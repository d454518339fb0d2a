//! Byte layout of the Keccak-secp256k1 native program instruction
//!
//! ```text
//! [0]      num_signatures: u8
//! [1..12]  SecpSignatureOffsets (little-endian):
//!            signature_offset: u16
//!            signature_instruction_index: u8
//!            eth_address_offset: u16
//!            eth_address_instruction_index: u8
//!            message_data_offset: u16
//!            message_data_size: u16
//!            message_instruction_index: u8
//! [12..]   payload addressed by the offsets table
//! ```
//!
//! The signature segment is 65 bytes: 64 bytes of r||s followed by the
//! recovery id. The precompile keccak-hashes the message segment and
//! recovers an Ethereum address from it, so a matching instruction is a
//! proof that `eth_address` signed exactly `message`.

use anchor_lang::prelude::*;

use super::{read_u16_le, segment};
use crate::error::ChainAuthError;

pub const HASHED_PUBKEY_SERIALIZED_SIZE: usize = 20;
pub const SIGNATURE_SERIALIZED_SIZE: usize = 64;
pub const SIGNATURE_OFFSETS_SERIALIZED_SIZE: usize = 11;
pub const DATA_START: usize = SIGNATURE_OFFSETS_SERIALIZED_SIZE + 1;

struct SecpSignatureOffsets {
    signature_offset: u16,
    signature_instruction_index: u8,
    eth_address_offset: u16,
    eth_address_instruction_index: u8,
    message_data_offset: u16,
    message_data_size: u16,
    message_instruction_index: u8,
}

impl SecpSignatureOffsets {
    /// Parses the 11-byte offsets table that follows the count byte.
    fn parse(table: &[u8]) -> Self {
        Self {
            signature_offset: read_u16_le(table, 0),
            signature_instruction_index: table[2],
            eth_address_offset: read_u16_le(table, 3),
            eth_address_instruction_index: table[5],
            message_data_offset: read_u16_le(table, 6),
            message_data_size: read_u16_le(table, 8),
            message_instruction_index: table[10],
        }
    }

    /// The u8 index fields name the transaction instruction holding each
    /// segment; there is no "this instruction" sentinel in the k1 layout,
    /// so all three must name the instruction the table lives in.
    fn self_contained(&self, own_index: usize) -> bool {
        let own = own_index as u8;
        self.signature_instruction_index == own
            && self.eth_address_instruction_index == own
            && self.message_instruction_index == own
    }
}

/// Checks that a Keccak-secp256k1 instruction found at transaction index
/// `own_index` commits to exactly the given address, signature, recovery
/// id and message.
///
/// Structural problems (truncated header, offsets outside the buffer) are
/// hard errors; a well-formed instruction committing to different bytes
/// is an ordinary `false`.
pub fn matches_expected(
    data: &[u8],
    own_index: usize,
    eth_address: &[u8; HASHED_PUBKEY_SERIALIZED_SIZE],
    signature: &[u8; SIGNATURE_SERIALIZED_SIZE],
    recovery_id: u8,
    message: &[u8],
) -> Result<bool> {
    if data.len() < DATA_START {
        return err!(ChainAuthError::MalformedVerificationInstruction);
    }
    if data[0] != 1 {
        // multi-signature batches are not produced by this protocol
        return Ok(false);
    }

    let offsets = SecpSignatureOffsets::parse(&data[1..DATA_START]);
    if !offsets.self_contained(own_index) {
        return Ok(false);
    }
    if offsets.message_data_size as usize != message.len() {
        return Ok(false);
    }

    let sig_segment = segment(
        data,
        offsets.signature_offset,
        SIGNATURE_SERIALIZED_SIZE + 1,
    )?;
    let address_segment = segment(data, offsets.eth_address_offset, HASHED_PUBKEY_SERIALIZED_SIZE)?;
    let message_segment = segment(data, offsets.message_data_offset, message.len())?;

    Ok(address_segment == eth_address
        && &sig_segment[..SIGNATURE_SERIALIZED_SIZE] == signature
        && sig_segment[SIGNATURE_SERIALIZED_SIZE] == recovery_id
        && message_segment == message)
}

---+---

# What to work on
All of the data needs to be printed once more, exactly.

# Expected answer
repository d454518339fb0d2a
//! Byte layout of the Keccak-secp256k1 native program instruction
//!
//! ```text
//! [0]      num_signatures: u8
//! [1..12]  SecpSignatureOffsets (little-endian):
//!            signature_offset: u16
//!            signature_instruction_index: u8
//!            eth_address_offset: u16
//!            eth_address_instruction_index: u8
//!            message_data_offset: u16
//!            message_data_size: u16
//!            message_instruction_index: u8
//! [12..]   payload addressed by the offsets table
//! ```
//!
//! The signature segment is 65 bytes: 64 bytes of r||s followed by the
//! recovery id. The precompile keccak-hashes the message segment and
//! recovers an Ethereum address from it, so a matching instruction is a
//! proof that `eth_address` signed exactly `message`.

use anchor_lang::prelude::*;

use super::{read_u16_le, segment};
use crate::error::ChainAuthError;

pub const HASHED_PUBKEY_SERIALIZED_SIZE: usize = 20;
pub const SIGNATURE_SERIALIZED_SIZE: usize = 64;
pub const SIGNATURE_OFFSETS_SERIALIZED_SIZE: usize = 11;
pub const DATA_START: usize = SIGNATURE_OFFSETS_SERIALIZED_SIZE + 1;

struct SecpSignatureOffsets {
    signature_offset: u16,
    signature_instruction_index: u8,
    eth_address_offset: u16,
    eth_address_instruction_index: u8,
    message_data_offset: u16,
    message_data_size: u16,
    message_instruction_index: u8,
}

impl SecpSignatureOffsets {
    /// Parses the 11-byte offsets table that follows the count byte.
    fn parse(table: &[u8]) -> Self {
        Self {
            signature_offset: read_u16_le(table, 0),
            signature_instruction_index: table[2],
            eth_address_offset: read_u16_le(table, 3),
            eth_address_instruction_index: table[5],
            message_data_offset: read_u16_le(table, 6),
            message_data_size: read_u16_le(table, 8),
            message_instruction_index: table[10],
        }
    }

    /// The u8 index fields name the transaction instruction holding each
    /// segment; there is no "this instruction" sentinel in the k1 layout,
    /// so all three must name the instruction the table lives in.
    fn self_contained(&self, own_index: usize) -> bool {
        let own = own_index as u8;
        self.signature_instruction_index == own
            && self.eth_address_instruction_index == own
            && self.message_instruction_index == own
    }
}

/// Checks that a Keccak-secp256k1 instruction found at transaction index
/// `own_index` commits to exactly the given address, signature, recovery
/// id and message.
///
/// Structural problems (truncated header, offsets outside the buffer) are
/// hard errors; a well-formed instruction committing to different bytes
/// is an ordinary `false`.
pub fn matches_expected(
    data: &[u8],
    own_index: usize,
    eth_address: &[u8; HASHED_PUBKEY_SERIALIZED_SIZE],
    signature: &[u8; SIGNATURE_SERIALIZED_SIZE],
    recovery_id: u8,
    message: &[u8],
) -> Result<bool> {
    if data.len() < DATA_START {
        return err!(ChainAuthError::MalformedVerificationInstruction);
    }
    if data[0] != 1 {
        // multi-signature batches are not produced by this protocol
        return Ok(false);
    }

    let offsets = SecpSignatureOffsets::parse(&data[1..DATA_START]);
    if !offsets.self_contained(own_index) {
        return Ok(false);
    }
    if offsets.message_data_size as usize != message.len() {
        return Ok(false);
    }

    let sig_segment = segment(
        data,
        offsets.signature_offset,
        SIGNATURE_SERIALIZED_SIZE + 1,
    )?;
    let address_segment = segment(data, offsets.eth_address_offset, HASHED_PUBKEY_SERIALIZED_SIZE)?;
    let message_segment = segment(data, offsets.message_data_offset, message.len())?;

    Ok(address_segment == eth_address
        && &sig_segment[..SIGNATURE_SERIALIZED_SIZE] == signature
        && sig_segment[SIGNATURE_SERIALIZED_SIZE] == recovery_id
        && message_segment == message)
}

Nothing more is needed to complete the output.